Create “the most powerful supercomputer on the cloud”

Finally, let us look at a practical case of enterprise-level generative AI implemented through Amazon Cloud Technology: NVIDIA supercomputing. Based on Amazon Nitro and Amazon EFA, 16,384 Nvidia GH200 chips can be connected to become the artificial intelligence factory "Nvidia DGX Cloud".

This can be seen as a huge virtualized GPU cluster, which can provide 65 exaflops of computing power (the computing power of Frontier, the world's number one supercomputer, is about 1.1 exaflops). It will be the world's first super chip equipped with NVIDIA Grace Hopper. And Amazon Cloud Technology’s scalable UltraCluster, the world’s fastest cloud AI supercomputer, NVIDIA intends to use it for NVIDIA AI research and development and custom model development.

Other enterprises can also use this as a reference to use Amazon Nitro to build a virtualized cluster with a specific level of computing power that meets their own needs to implement their own generative AI demand applications.
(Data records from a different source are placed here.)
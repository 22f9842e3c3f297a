pub use osprey_core::*;

#[cfg(feature = "server")]
pub mod server {
    pub use osprey_server::*;
}

pub mod prelude {
    pub use osprey_core::prelude::*;

    #[cfg(feature = "server")]
    pub use osprey_server::prelude::*;
}
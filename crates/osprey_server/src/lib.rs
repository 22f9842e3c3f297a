use axum::{Router, routing::get};
use osprey_core::resolver::{ReleaseResolver, ResolverConfig};
use tower_http::trace::TraceLayer;

mod api;

pub mod state;

use state::AppState;

/// The builder for the osprey server.
#[derive(Clone, Debug, Default)]
pub struct OspreyServer {
    config: ResolverConfig,
}

impl OspreyServer {
    pub fn new(config: ResolverConfig) -> Self {
        Self { config }
    }

    pub fn build(self) -> Router {
        let state = AppState {
            resolver: ReleaseResolver::new(self.config),
        };

        Router::new()
            .route("/status", get(api::status))
            .route(
                "/{owner}/{repo}/releases/download/{version}/{binary}",
                get(api::download),
            )
            .layer(TraceLayer::new_for_http())
            .with_state(state)
    }
}

pub mod prelude {
    pub use crate::OspreyServer;
    pub use crate::state::*;
}
use crate::state::AppState;

use axum::{
    extract::{Path, State},
    http::{HeaderMap, StatusCode, header},
    response::{IntoResponse, Response},
};
use osprey_core::prelude::*;
use tracing::debug;

pub struct ApiError(ResolveError);

impl From<ResolveError> for ApiError {
    fn from(err: ResolveError) -> Self {
        Self(err)
    }
}

impl IntoResponse for ApiError {
    fn into_response(self) -> Response {
        let status = match self.0 {
            ResolveError::AuthMissing => StatusCode::BAD_REQUEST,
            _ => StatusCode::INTERNAL_SERVER_ERROR,
        };

        (status, self.0.to_string()).into_response()
    }
}

/// GET /{owner}/{repo}/releases/download/{version}/{binary}
///
/// Answers with `302 Found` pointing at the asset's pre-signed storage URL.
/// The asset bytes are never proxied; the client follows the redirect on its
/// own, without credentials.
pub async fn download(
    State(state): State<AppState>,
    Path((owner, repo, version, binary)): Path<(String, String, String, String)>,
    headers: HeaderMap,
) -> Result<impl IntoResponse, ApiError> {
    let auth_header = headers
        .get(header::AUTHORIZATION)
        .and_then(|value| value.to_str().ok());
    let token = token_from_header(auth_header)?;

    let location = state
        .resolver
        .download_url(&owner, &repo, &version, &binary, &token)
        .await?;

    debug!(owner, repo, version, binary, "redirecting download");

    Ok((StatusCode::FOUND, [(header::LOCATION, location)]))
}

/// GET /status
pub async fn status() -> StatusCode {
    StatusCode::NO_CONTENT
}
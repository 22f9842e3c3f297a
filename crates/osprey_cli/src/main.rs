use clap::Parser;
use osprey_core::resolver::{DEFAULT_API_BASE, ResolverConfig};
use osprey_server::OspreyServer;
use std::time::Duration;
use tracing_subscriber::EnvFilter;

#[derive(Parser)]
#[command(name = "osprey")]
#[command(about = "Relay server for downloading private GitHub release assets")]
struct Cli {
    /// IP/Port to listen on
    #[arg(long, default_value = "0.0.0.0:3000", env = "OSPREY_LISTEN")]
    listen: String,

    /// Base URL of the releases API
    #[arg(long, default_value = DEFAULT_API_BASE, env = "OSPREY_API_BASE")]
    api_base: String,

    /// Budget in seconds for each upstream call
    #[arg(long, default_value_t = 5, env = "OSPREY_TIMEOUT_SECS")]
    timeout_secs: u64,
}

#[tokio::main]
async fn main() -> anyhow::Result<()> {
    let env_filter =
        EnvFilter::try_from_default_env().unwrap_or_else(|_| EnvFilter::new("info,osprey=debug"));
    tracing_subscriber::fmt()
        .with_env_filter(env_filter)
        .with_writer(std::io::stderr)
        .init();

    let cli = Cli::parse();

    let app = OspreyServer::new(ResolverConfig {
        api_base: cli.api_base,
        timeout: Duration::from_secs(cli.timeout_secs),
    })
    .build();

    let listener = tokio::net::TcpListener::bind(&cli.listen).await?;
    tracing::info!("Server listening on http://{}", cli.listen);
    axum::serve(listener, app).await?;

    Ok(())
}
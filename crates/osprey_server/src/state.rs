use osprey_core::resolver::ReleaseResolver;

#[derive(Clone)]
pub struct AppState {
    pub resolver: ReleaseResolver,
}
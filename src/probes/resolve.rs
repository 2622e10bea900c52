//! Target binary resolution and SSL library flavour selection.

use std::collections::HashMap;
use std::path::{Path, PathBuf};
use tracing::{debug, info, warn};

use crate::config::ElfType;
use crate::error::ProbeError;

/// Function hooked to observe completed master secrets in OpenSSL.
pub const MASTER_KEY_HOOK_FUNC_OPENSSL: &str = "SSL_write";
/// BoringSSL finishes its key schedule before leaving the handshake.
pub const MASTER_KEY_HOOK_FUNC_BORINGSSL: &str = "SSL_in_init";

pub const DEFAULT_BASH_PATH: &str = "/bin/bash";
pub const DEFAULT_LIBSSL_PATH: &str = "/lib/x86_64-linux-gnu/libssl.so.1.1";

const BORINGSSL_BYTECODE: &str = "boringssl_1_1_1_kern.o";

/// Pick the binary to hook from the configured path kind.
///
/// An unset kind falls back to the conventional system path, which is not
/// guaranteed to exist. Every outcome is checked for existence.
pub fn resolve_binary(
    elf_type: ElfType,
    bin: Option<&Path>,
    so: Option<&Path>,
    fallback: &str,
) -> Result<PathBuf, ProbeError> {
    let path = match elf_type {
        ElfType::Bin => bin
            .map(Path::to_path_buf)
            .ok_or(ProbeError::MissingOption("binary path"))?,
        ElfType::So => so
            .map(Path::to_path_buf)
            .ok_or(ProbeError::MissingOption("shared object path"))?,
        ElfType::Unset => PathBuf::from(fallback),
    };

    std::fs::metadata(&path).map_err(|source| ProbeError::BinaryNotFound {
        path: path.clone(),
        source,
    })?;
    Ok(path)
}

/// Known library versions and the bytecode compiled for their struct layout.
pub fn ssl_bytecode_table() -> HashMap<String, String> {
    let mut table = HashMap::new();
    let mut add = |version: String, file: &str| {
        table.insert(version, file.to_string());
    };

    for ch in 'a'..='u' {
        add(format!("openssl 1.0.2{ch}"), "openssl_1_0_2a_kern.o");
    }
    for ch in 'a'..='l' {
        add(format!("openssl 1.1.0{ch}"), "openssl_1_1_0a_kern.o");
    }

    // 1.1.1 has four layout groups
    add("openssl 1.1.1a".to_string(), "openssl_1_1_1a_kern.o");
    for ch in 'b'..='c' {
        add(format!("openssl 1.1.1{ch}"), "openssl_1_1_1b_kern.o");
    }
    for ch in 'd'..='i' {
        add(format!("openssl 1.1.1{ch}"), "openssl_1_1_1d_kern.o");
    }
    for ch in 'j'..='w' {
        add(format!("openssl 1.1.1{ch}"), "openssl_1_1_1j_kern.o");
    }

    for patch in 0..=12 {
        add(format!("openssl 3.0.{patch}"), "openssl_3_0_0_kern.o");
    }

    add("boringssl 1.1.1".to_string(), BORINGSSL_BYTECODE);
    add("boringssl_a_13".to_string(), "boringssl_a_13_kern.o");
    add("boringssl_a_14".to_string(), "boringssl_a_14_kern.o");
    table
}

/// Family default for a version that is not listed exactly.
fn family_default(version: &str) -> Option<&'static str> {
    if version.starts_with("openssl 1.0.2") {
        Some("openssl_1_0_2a_kern.o")
    } else if version.starts_with("openssl 1.1.0") {
        Some("openssl_1_1_0a_kern.o")
    } else if version.starts_with("openssl 1.1.1") {
        Some("openssl_1_1_1j_kern.o")
    } else if version.starts_with("openssl 3.") {
        Some("openssl_3_0_0_kern.o")
    } else {
        None
    }
}

/// Library introspection used when no usable version was requested.
pub trait FlavorDetector: Send + Sync {
    /// Bytecode file name matching the library at `path`.
    fn detect(&self, path: &Path) -> Result<String, ProbeError>;
}

/// Scans the library image for the `OpenSSL x.y.z` banner or a BoringSSL
/// marker.
#[derive(Debug, Clone)]
pub struct ElfVersionDetector {
    table: HashMap<String, String>,
}

impl Default for ElfVersionDetector {
    fn default() -> Self {
        Self {
            table: ssl_bytecode_table(),
        }
    }
}

impl ElfVersionDetector {
    fn detect_bytes(&self, image: &[u8]) -> Option<String> {
        for at in find_all(image, b"OpenSSL ") {
            let Some(version) = parse_banner(&image[at + 8..]) else {
                continue;
            };
            let key = format!("openssl {}", version.to_lowercase());
            if let Some(file) = self.table.get(&key) {
                debug!(version = %key, "Exact SSL version match");
                return Some(file.clone());
            }
            if let Some(file) = family_default(&key) {
                debug!(version = %key, file, "Using family default bytecode");
                return Some(file.to_string());
            }
        }

        if find_all(image, b"BoringSSL").next().is_some() {
            return Some(BORINGSSL_BYTECODE.to_string());
        }
        None
    }
}

impl FlavorDetector for ElfVersionDetector {
    fn detect(&self, path: &Path) -> Result<String, ProbeError> {
        let image = std::fs::read(path).map_err(|e| ProbeError::DetectFailed {
            path: path.to_path_buf(),
            reason: e.to_string(),
        })?;
        self.detect_bytes(&image).ok_or_else(|| ProbeError::DetectFailed {
            path: path.to_path_buf(),
            reason: "no OpenSSL or BoringSSL version string".to_string(),
        })
    }
}

/// Read `1.1.1f` out of `1.1.1f  31 Mar 2020`.
fn parse_banner(rest: &[u8]) -> Option<String> {
    let end = rest
        .iter()
        .position(|b| !(b.is_ascii_alphanumeric() || *b == b'.'))
        .unwrap_or(rest.len());
    let token = std::str::from_utf8(&rest[..end]).ok()?;
    let mut parts = token.split('.');
    let major = parts.next()?;
    let minor = parts.next()?;
    let patch = parts.next()?;
    if parts.next().is_some()
        || !major.chars().all(|c| c.is_ascii_digit())
        || !minor.chars().all(|c| c.is_ascii_digit())
        || !patch.starts_with(|c: char| c.is_ascii_digit())
        || major.is_empty()
        || minor.is_empty()
    {
        return None;
    }
    Some(token.to_string())
}

fn find_all<'a>(haystack: &'a [u8], needle: &'a [u8]) -> impl Iterator<Item = usize> + 'a {
    haystack
        .windows(needle.len())
        .enumerate()
        .filter(move |(_, w)| *w == needle)
        .map(|(i, _)| i)
}

/// The resolved TLS library family.
#[derive(Debug, Clone, PartialEq, Eq)]
pub struct LibraryFlavor {
    /// Bytecode file, e.g. `openssl_1_1_1j_kern.o`
    pub bytecode: String,
    pub boringssl: bool,
    /// Function hooked to observe completed master secrets
    pub master_hook: &'static str,
}

impl LibraryFlavor {
    pub fn from_bytecode(bytecode: String) -> Self {
        let boringssl = bytecode.contains("boringssl");
        Self {
            bytecode,
            boringssl,
            master_hook: if boringssl {
                MASTER_KEY_HOOK_FUNC_BORINGSSL
            } else {
                MASTER_KEY_HOOK_FUNC_OPENSSL
            },
        }
    }
}

/// Look the requested version up in `table`, falling back to `detector`.
pub fn select_flavor(
    path: &Path,
    requested: Option<&str>,
    table: &HashMap<String, String>,
    detector: &dyn FlavorDetector,
) -> Result<LibraryFlavor, ProbeError> {
    if let Some(version) = requested.map(str::trim).filter(|v| !v.is_empty()) {
        let version = version.to_lowercase();
        info!(version = %version, "OpenSSL/BoringSSL version requested");
        if let Some(file) = table.get(&version) {
            return Ok(LibraryFlavor::from_bytecode(file.clone()));
        }
        warn!(version = %version, "No bytecode for requested version, auto detecting");
    }

    let file = detector.detect(path)?;
    info!(path = %path.display(), bytecode = %file, "Detected SSL library");
    Ok(LibraryFlavor::from_bytecode(file))
}

#[cfg(test)]
mod tests {
    use super::*;

    struct Fixed(&'static str);

    impl FlavorDetector for Fixed {
        fn detect(&self, _: &Path) -> Result<String, ProbeError> {
            Ok(self.0.to_string())
        }
    }

    struct Failing;

    impl FlavorDetector for Failing {
        fn detect(&self, path: &Path) -> Result<String, ProbeError> {
            Err(ProbeError::DetectFailed {
                path: path.to_path_buf(),
                reason: "test".to_string(),
            })
        }
    }

    #[test]
    fn unset_kind_uses_fallback() {
        let dir = tempfile::tempdir().unwrap();
        let fallback = dir.path().join("bash");
        std::fs::write(&fallback, b"").unwrap();

        let path = resolve_binary(ElfType::Unset, None, None, fallback.to_str().unwrap()).unwrap();
        assert_eq!(path, fallback);
    }

    #[test]
    fn missing_binary_is_fatal() {
        let err = resolve_binary(
            ElfType::Bin,
            Some(Path::new("/nonexistent/curl")),
            None,
            DEFAULT_BASH_PATH,
        )
        .unwrap_err();
        assert!(matches!(err, ProbeError::BinaryNotFound { .. }));
    }

    #[test]
    fn so_kind_requires_a_path() {
        let err = resolve_binary(ElfType::So, None, None, DEFAULT_LIBSSL_PATH).unwrap_err();
        assert!(matches!(err, ProbeError::MissingOption(_)));
    }

    #[test]
    fn table_groups() {
        let table = ssl_bytecode_table();
        assert_eq!(table["openssl 1.1.1a"], "openssl_1_1_1a_kern.o");
        assert_eq!(table["openssl 1.1.1c"], "openssl_1_1_1b_kern.o");
        assert_eq!(table["openssl 1.1.1f"], "openssl_1_1_1d_kern.o");
        assert_eq!(table["openssl 1.1.1k"], "openssl_1_1_1j_kern.o");
        assert_eq!(table["openssl 3.0.7"], "openssl_3_0_0_kern.o");
        assert_eq!(table["boringssl 1.1.1"], "boringssl_1_1_1_kern.o");
    }

    #[test]
    fn requested_version_wins_over_detection() {
        let flavor = select_flavor(
            Path::new("/irrelevant"),
            Some("OpenSSL 1.1.1K"),
            &ssl_bytecode_table(),
            &Failing,
        )
        .unwrap();
        assert_eq!(flavor.bytecode, "openssl_1_1_1j_kern.o");
        assert!(!flavor.boringssl);
        assert_eq!(flavor.master_hook, "SSL_write");
    }

    #[test]
    fn unknown_version_falls_back_to_detection() {
        let flavor = select_flavor(
            Path::new("/irrelevant"),
            Some("openssl 9.9.9"),
            &ssl_bytecode_table(),
            &Fixed("boringssl_a_13_kern.o"),
        )
        .unwrap();
        assert!(flavor.boringssl);
        assert_eq!(flavor.master_hook, "SSL_in_init");
    }

    #[test]
    fn failed_detection_is_fatal() {
        let err = select_flavor(Path::new("/lib/x"), None, &ssl_bytecode_table(), &Failing)
            .unwrap_err();
        assert!(matches!(err, ProbeError::DetectFailed { .. }));
    }

    #[test]
    fn detects_openssl_banner() {
        let detector = ElfVersionDetector::default();
        let image = b"\0\0OpenSSL 1.1.1f  31 Mar 2020\0more";
        assert_eq!(
            detector.detect_bytes(image).as_deref(),
            Some("openssl_1_1_1d_kern.o")
        );
    }

    #[test]
    fn skips_non_version_mentions() {
        let detector = ElfVersionDetector::default();
        let image = b"OpenSSL error\0OpenSSL 3.0.13 30 Jan 2024\0";
        assert_eq!(
            detector.detect_bytes(image).as_deref(),
            Some("openssl_3_0_0_kern.o")
        );
    }

    #[test]
    fn detects_boringssl_marker() {
        let detector = ElfVersionDetector::default();
        assert_eq!(
            detector.detect_bytes(b"..BoringSSL..").as_deref(),
            Some("boringssl_1_1_1_kern.o")
        );
        assert_eq!(detector.detect_bytes(b"libfoo"), None);
    }
}
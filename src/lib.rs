//! Certificate-free capture of TLS session secrets and shell commands with
//! eBPF uprobes.
//!
//! A [`probes::Probe`] resolves its hook target, attaches a compiled kernel
//! payload and turns the records it emits into [`event::Event`]s. The TLS
//! probe derives NSS key-log lines from captured master secrets and, in
//! traffic-mirroring mode, writes link-layer frames to a pcapng file.

pub mod assets;
pub mod capture;
pub mod config;
pub mod error;
pub mod event;
pub mod keylog;
pub mod probes;

pub use config::Config;
pub use error::{DecodeError, DeriveError, PersistError, ProbeError};
pub use probes::{init_probe, Dependencies, Probe, ProbeKind, ProbeManager};
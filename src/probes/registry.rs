//! Kernel data channel → decoder table.

use std::collections::HashMap;
use std::fmt;

use crate::error::ProbeError;
use crate::event::EventKind;

/// Handle of a kernel data channel: its map name plus the identity it was
/// given when registered. Handles from an earlier session never match.
#[derive(Debug, Clone, PartialEq, Eq, Hash)]
pub struct ChannelHandle {
    name: String,
    id: u32,
}

impl ChannelHandle {
    pub fn name(&self) -> &str {
        &self.name
    }

    pub fn id(&self) -> u32 {
        self.id
    }
}

impl fmt::Display for ChannelHandle {
    fn fmt(&self, f: &mut fmt::Formatter<'_>) -> fmt::Result {
        write!(f, "{}#{}", self.name, self.id)
    }
}

#[derive(Debug, Default)]
pub struct DecoderRegistry {
    next_id: u32,
    decoders: HashMap<ChannelHandle, EventKind>,
}

impl DecoderRegistry {
    pub fn new() -> Self {
        Self::default()
    }

    /// Bind the channel `name` to the decoder for `kind`.
    pub fn register(&mut self, name: &str, kind: EventKind) -> Result<ChannelHandle, ProbeError> {
        if self.decoders.keys().any(|h| h.name == name) {
            return Err(ProbeError::ChannelRegistered(name.to_string()));
        }
        self.next_id += 1;
        let handle = ChannelHandle {
            name: name.to_string(),
            id: self.next_id,
        };
        self.decoders.insert(handle.clone(), kind);
        Ok(handle)
    }

    /// Decoder for `handle`, `None` if the channel is unknown.
    pub fn lookup(&self, handle: &ChannelHandle) -> Option<EventKind> {
        self.decoders.get(handle).copied()
    }

    /// Registered handles in registration order.
    pub fn handles(&self) -> Vec<ChannelHandle> {
        let mut handles: Vec<ChannelHandle> = self.decoders.keys().cloned().collect();
        handles.sort_by_key(|h| h.id);
        handles
    }

    pub fn len(&self) -> usize {
        self.decoders.len()
    }

    pub fn is_empty(&self) -> bool {
        self.decoders.is_empty()
    }

    /// Drop every entry. Identities keep increasing across sessions.
    pub fn clear(&mut self) {
        self.decoders.clear();
    }
}
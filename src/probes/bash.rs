//! Shell probe capturing command lines typed into bash.

use std::path::Path;
use std::sync::Arc;
use tracing::info;

use super::attach::Constant;
use super::plan::{HookPlan, HookPoint};
use super::resolve::{resolve_binary, DEFAULT_BASH_PATH};
use super::{Dependencies, Probe, ProbeBase};
use crate::config::Config;
use crate::error::ProbeError;
use crate::event::{Event, EventKind};

pub const BASH_BYTECODE: &str = "bash_kern.o";
pub const BASH_EVENTS_CHANNEL: &str = "events";

/// Uretprobes on `readline` and `execute_command`.
pub struct BashProbe {
    base: ProbeBase,
    plan: Option<HookPlan>,
}

impl BashProbe {
    pub fn init(config: Arc<Config>, deps: &Dependencies) -> Result<Self, ProbeError> {
        Ok(Self {
            base: ProbeBase::new("bash", config, deps.assets.clone()),
            plan: None,
        })
    }

    /// Hooks for a bash executable or a readline shared object at `binary`.
    pub fn plan_for(binary: &Path) -> HookPlan {
        HookPlan::new()
            .hook(HookPoint::uprobe(
                "uretprobe/bash_readline",
                "uretprobe_bash_readline",
                "readline",
                binary,
            ))
            .hook(HookPoint::uprobe(
                "uretprobe/bash_retval",
                "uretprobe_bash_retval",
                "execute_command",
                binary,
            ))
            .channel(BASH_EVENTS_CHANNEL)
    }

    /// Load-time constants, `target_errno` last.
    pub fn constants(&self) -> Vec<Constant> {
        self.base.constants(Constant {
            name: "target_errno",
            value: self.base.config().bash.errno as u64,
        })
    }
}

impl Probe for BashProbe {
    fn base(&self) -> &ProbeBase {
        &self.base
    }

    fn start(&mut self) -> Result<(), ProbeError> {
        let bash = &self.base.config().bash;
        let binary = resolve_binary(
            bash.elf_type,
            bash.bash_path.as_deref(),
            bash.readline_path.as_deref(),
            DEFAULT_BASH_PATH,
        )?;

        let plan = Self::plan_for(&binary);
        for point in &plan.points {
            info!(probe = self.name(), target = %point.target, "HOOK");
        }

        let constants = self.constants();
        self.base.activate(
            BASH_BYTECODE,
            &plan,
            &[(BASH_EVENTS_CHANNEL, EventKind::Bash)],
            &constants,
        )?;

        self.plan = Some(plan);
        info!(probe = self.name(), "module started successfully");
        Ok(())
    }

    fn plan(&self) -> Option<&HookPlan> {
        self.plan.as_ref()
    }

    fn dispatch(&self, event: &Event) {
        if let Event::Bash(e) = event {
            info!(probe = self.name(), "{}", e);
        }
    }

    fn close(&self) -> Result<(), ProbeError> {
        self.base.stop()?;
        info!(probe = self.name(), "module closed");
        Ok(())
    }
}
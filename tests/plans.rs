use std::path::Path;

use capture_agent::event::EventKind;
use capture_agent::probes::{
    BashProbe, CaptureMode, HookTarget, LibraryFlavor, TcDirection, TlsProbe,
};

fn functions(targets: impl Iterator<Item = HookTarget>) -> Vec<String> {
    targets
        .filter_map(|t| match t {
            HookTarget::Symbol { function, .. } => Some(function),
            HookTarget::Interface { .. } => None,
        })
        .collect()
}

#[test]
fn bash_plan_is_complete() {
    let plan = BashProbe::plan_for(Path::new("/usr/lib/libreadline.so.8"));

    assert_eq!(plan.points.len(), 2);
    assert_eq!(
        plan.points.iter().map(|p| p.section.as_str()).collect::<Vec<_>>(),
        vec!["uretprobe/bash_readline", "uretprobe/bash_retval"]
    );
    assert_eq!(
        functions(plan.points.into_iter().map(|p| p.target)),
        vec!["readline", "execute_command"]
    );
    assert_eq!(plan.channels, vec!["events"]);
}

#[test]
fn openssl_uprobe_plan_is_complete() {
    let binary = Path::new("/usr/lib/libssl.so.3");
    let flavor = LibraryFlavor::from_bytecode("openssl_3_0_0_kern.o".to_string());
    let plan = TlsProbe::uprobe_plan(binary, &flavor);

    assert_eq!(
        plan.programs().collect::<Vec<_>>(),
        vec![
            "probe_entry_SSL_write",
            "probe_ret_SSL_write",
            "probe_entry_SSL_read",
            "probe_ret_SSL_read",
            "probe_ssl_master_key",
        ]
    );
    assert_eq!(
        functions(plan.points.iter().map(|p| p.target.clone())),
        vec!["SSL_write", "SSL_write", "SSL_read", "SSL_read", "SSL_write"]
    );
    assert!(plan.points.iter().all(|p| matches!(
        &p.target,
        HookTarget::Symbol { binary: b, .. } if b == binary
    )));
    assert_eq!(
        plan.channels,
        vec!["tls_events", "connect_events", "mastersecret_events"]
    );
}

#[test]
fn boringssl_hooks_ssl_in_init() {
    let flavor = LibraryFlavor::from_bytecode("boringssl_a_14_kern.o".to_string());
    let plan = TlsProbe::uprobe_plan(Path::new("/system/lib64/libssl.so"), &flavor);

    let master = plan.points.last().unwrap();
    assert_eq!(master.section, "uprobe/SSL_write_key");
    assert_eq!(
        functions(std::iter::once(master.target.clone())),
        vec!["SSL_in_init"]
    );

    let bindings = TlsProbe::channel_bindings(CaptureMode::Uprobe, &flavor);
    assert_eq!(
        bindings,
        vec![
            ("tls_events", EventKind::SslData),
            ("connect_events", EventKind::Connect),
            ("mastersecret_events", EventKind::MasterSecretBssl),
        ]
    );
}

#[test]
fn tc_plan_mirrors_both_directions() {
    let flavor = LibraryFlavor::from_bytecode("openssl_1_1_1j_kern.o".to_string());
    let plan = TlsProbe::tc_plan(Path::new("/usr/bin/curl"), &flavor, "wlan0");

    assert_eq!(
        plan.points[..2]
            .iter()
            .map(|p| (p.program.as_str(), p.target.clone()))
            .collect::<Vec<_>>(),
        vec![
            (
                "egress_cls_func",
                HookTarget::Interface {
                    ifname: "wlan0".to_string(),
                    direction: TcDirection::Egress
                }
            ),
            (
                "ingress_cls_func",
                HookTarget::Interface {
                    ifname: "wlan0".to_string(),
                    direction: TcDirection::Ingress
                }
            ),
        ]
    );
    assert_eq!(plan.points[2].program, "probe_ssl_master_key");
    assert_eq!(plan.interfaces(), vec!["wlan0"]);
    assert_eq!(plan.channels, vec!["skb_events", "mastersecret_events"]);

    let bindings = TlsProbe::channel_bindings(CaptureMode::Tc, &flavor);
    let channels: Vec<&str> = bindings.iter().map(|(c, _)| *c).collect();
    assert_eq!(channels, plan.channels);
    assert_eq!(bindings[1].1, EventKind::MasterSecret);
}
3c6ee3f2f0d90572df7303e6a7ec41e6.jpeg

As the world's largest cloud service provider, Amazon Cloud Technology has infrastructure all over the world and can meet the different needs of enterprise customers through a variety of hardware and instances. At this re:Invent 2023 conference, the innovations in hardware, chips and other infrastructure launched by Amazon Cloud Technology are believed to be able to further improve the performance of infrastructure, reconstruct cloud computing from the perspective of computing power, and help enterprise users quickly enter generative AI. New Era.

Click "Read the original text", Quickly view all the hot releases of Amazon Cloud Technology re:Invent 2023 in one link!

c13f3d99a3358bd1000f76dbd7549328.gif

Shenyao's Technology Observation was founded by Shensky, a senior technology media person. He has 20 years of experience in enterprise-level technology content communication and has long been focused on the observation and thinking of industrial Internet, enterprise digitalization, ICT infrastructure, automotive technology and other contents.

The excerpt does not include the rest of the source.